- [Input]:
======

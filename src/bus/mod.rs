//! Command bus: many producers, one dispatcher.
//!
//! Every operation against the terminal becomes a [`Command`] sent over a
//! bounded queue. The dispatcher thread is the only consumer and the only
//! caller of the backend, so commands execute one at a time in dequeue
//! order. A producer's commands keep their program order; commands from
//! different producers interleave only at whole-command granularity.
//!
//! ## Lifecycle
//!
//! The bus is open from session start until [`Bus::close`] (or a fatal
//! protocol violation). Sending on a closed bus fails with
//! [`TermError::NotInitialized`]. Closing raises the shared [`Interrupt`] so a
//! read blocked on user input gives up; its caller sees
//! [`TermError::Interrupted`].

pub mod command;
pub(crate) mod dispatcher;
pub mod oneshot;

pub use command::{Answer, Command, GlobalOp, LocalOp, PanelId, Scope, SurfaceId};
pub use oneshot::{Pending, Reply};

use crate::backend::Interrupt;
use crate::error::{Result, TermError};
use crossbeam_channel::{bounded, Receiver, Sender};
use std::sync::atomic::{AtomicBool, Ordering};
use std::sync::{Arc, Mutex, PoisonError};
use tracing::{debug, trace};

/// State shared by producers and the dispatcher.
#[derive(Debug)]
pub(crate) struct BusState {
    open: AtomicBool,
    interrupt: Interrupt,
    fatal: Mutex<Option<String>>,
}

impl BusState {
    pub(crate) fn is_open(&self) -> bool {
        self.open.load(Ordering::Acquire)
    }

    pub(crate) const fn interrupt(&self) -> &Interrupt {
        &self.interrupt
    }

    /// Close the bus because of a fatal error.
    pub(crate) fn mark_fatal(&self, message: String) {
        *self.fatal.lock().unwrap_or_else(PoisonError::into_inner) = Some(message);
        self.open.store(false, Ordering::Release);
        self.interrupt.raise();
    }

    pub(crate) fn fatal(&self) -> Option<String> {
        self.fatal.lock().unwrap_or_else(PoisonError::into_inner).clone()
    }
}

/// Producer side of the command queue.
#[derive(Debug, Clone)]
pub struct Bus {
    tx: Sender<Command>,
    state: Arc<BusState>,
}

impl Bus {
    /// Create an open bus and the dispatcher's receiving end.
    pub(crate) fn new(capacity: usize, interrupt: Interrupt) -> (Self, Receiver<Command>) {
        let (tx, rx) = bounded(capacity);
        let state = Arc::new(BusState {
            open: AtomicBool::new(true),
            interrupt,
            fatal: Mutex::new(None),
        });
        (Self { tx, state }, rx)
    }

    pub(crate) fn state(&self) -> Arc<BusState> {
        Arc::clone(&self.state)
    }

    /// Whether commands are still accepted.
    pub fn is_open(&self) -> bool {
        self.state.is_open()
    }

    /// Queue a command, blocking while the queue is full.
    ///
    /// # Errors
    ///
    /// `NotInitialized` if the bus is closed or the dispatcher is gone.
    pub fn enqueue(&self, command: Command) -> Result<()> {
        if !self.is_open() {
            return Err(TermError::NotInitialized);
        }
        trace!(target: "termbus::bus", command = %command, "enqueue");
        self.tx.send(command).map_err(|_| TermError::NotInitialized)
    }

    /// Queue a request and block until the dispatcher answers.
    ///
    /// # Errors
    ///
    /// `NotInitialized` as for [`enqueue`](Self::enqueue), `Interrupted` if
    /// the session closed before the answer, `Io` if the backend failed.
    pub fn request<T>(&self, make: impl FnOnce(Answer<T>) -> Command) -> Result<T> {
        let (reply, pending) = oneshot::channel();
        self.enqueue(make(reply))?;
        Ok(pending.wait()??)
    }

    /// Stop accepting commands and tell the dispatcher to stop.
    ///
    /// Returns `false` if the bus was already closed.
    pub(crate) fn close(&self) -> bool {
        if !self.state.open.swap(false, Ordering::AcqRel) {
            return false;
        }
        debug!(target: "termbus::bus", "closing");
        self.state.interrupt.raise();
        // Lands behind every accepted command. Fails if the dispatcher
        // already exited.
        let _ = self.tx.send(Command::Shutdown);
        true
    }
}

======

- [Task requirements]:
Once you have read the records, repeat them all exactly.

- [Reply to the exercise]:
filename src/bus/mod.rs
//! Command bus: many producers, one dispatcher.
//!
//! Every operation against the terminal becomes a [`Command`] sent over a
//! bounded queue. The dispatcher thread is the only consumer and the only
//! caller of the backend, so commands execute one at a time in dequeue
//! order. A producer's commands keep their program order; commands from
//! different producers interleave only at whole-command granularity.
//!
//! ## Lifecycle
//!
//! The bus is open from session start until [`Bus::close`] (or a fatal
//! protocol violation). Sending on a closed bus fails with
//! [`TermError::NotInitialized`]. Closing raises the shared [`Interrupt`] so a
//! read blocked on user input gives up; its caller sees
//! [`TermError::Interrupted`].

pub mod command;
pub(crate) mod dispatcher;
pub mod oneshot;

pub use command::{Answer, Command, GlobalOp, LocalOp, PanelId, Scope, SurfaceId};
pub use oneshot::{Pending, Reply};

use crate::backend::Interrupt;
use crate::error::{Result, TermError};
use crossbeam_channel::{bounded, Receiver, Sender};
use std::sync::atomic::{AtomicBool, Ordering};
use std::sync::{Arc, Mutex, PoisonError};
use tracing::{debug, trace};

/// State shared by producers and the dispatcher.
#[derive(Debug)]
pub(crate) struct BusState {
    open: AtomicBool,
    interrupt: Interrupt,
    fatal: Mutex<Option<String>>,
}

impl BusState {
    pub(crate) fn is_open(&self) -> bool {
        self.open.load(Ordering::Acquire)
    }

    pub(crate) const fn interrupt(&self) -> &Interrupt {
        &self.interrupt
    }

    /// Close the bus because of a fatal error.
    pub(crate) fn mark_fatal(&self, message: String) {
        *self.fatal.lock().unwrap_or_else(PoisonError::into_inner) = Some(message);
        self.open.store(false, Ordering::Release);
        self.interrupt.raise();
    }

    pub(crate) fn fatal(&self) -> Option<String> {
        self.fatal.lock().unwrap_or_else(PoisonError::into_inner).clone()
    }
}

/// Producer side of the command queue.
#[derive(Debug, Clone)]
pub struct Bus {
    tx: Sender<Command>,
    state: Arc<BusState>,
}

impl Bus {
    /// Create an open bus and the dispatcher's receiving end.
    pub(crate) fn new(capacity: usize, interrupt: Interrupt) -> (Self, Receiver<Command>) {
        let (tx, rx) = bounded(capacity);
        let state = Arc::new(BusState {
            open: AtomicBool::new(true),
            interrupt,
            fatal: Mutex::new(None),
        });
        (Self { tx, state }, rx)
    }

    pub(crate) fn state(&self) -> Arc<BusState> {
        Arc::clone(&self.state)
    }

    /// Whether commands are still accepted.
    pub fn is_open(&self) -> bool {
        self.state.is_open()
    }

    /// Queue a command, blocking while the queue is full.
    ///
    /// # Errors
    ///
    /// `NotInitialized` if the bus is closed or the dispatcher is gone.
    pub fn enqueue(&self, command: Command) -> Result<()> {
        if !self.is_open() {
            return Err(TermError::NotInitialized);
        }
        trace!(target: "termbus::bus", command = %command, "enqueue");
        self.tx.send(command).map_err(|_| TermError::NotInitialized)
    }

    /// Queue a request and block until the dispatcher answers.
    ///
    /// # Errors
    ///
    /// `NotInitialized` as for [`enqueue`](Self::enqueue), `Interrupted` if
    /// the session closed before the answer, `Io` if the backend failed.
    pub fn request<T>(&self, make: impl FnOnce(Answer<T>) -> Command) -> Result<T> {
        let (reply, pending) = oneshot::channel();
        self.enqueue(make(reply))?;
        Ok(pending.wait()??)
    }

    /// Stop accepting commands and tell the dispatcher to stop.
    ///
    /// Returns `false` if the bus was already closed.
    pub(crate) fn close(&self) -> bool {
        if !self.state.open.swap(false, Ordering::AcqRel) {
            return false;
        }
        debug!(target: "termbus::bus", "closing");
        self.state.interrupt.raise();
        // Lands behind every accepted command. Fails if the dispatcher
        // already exited.
        let _ = self.tx.send(Command::Shutdown);
        true
    }
}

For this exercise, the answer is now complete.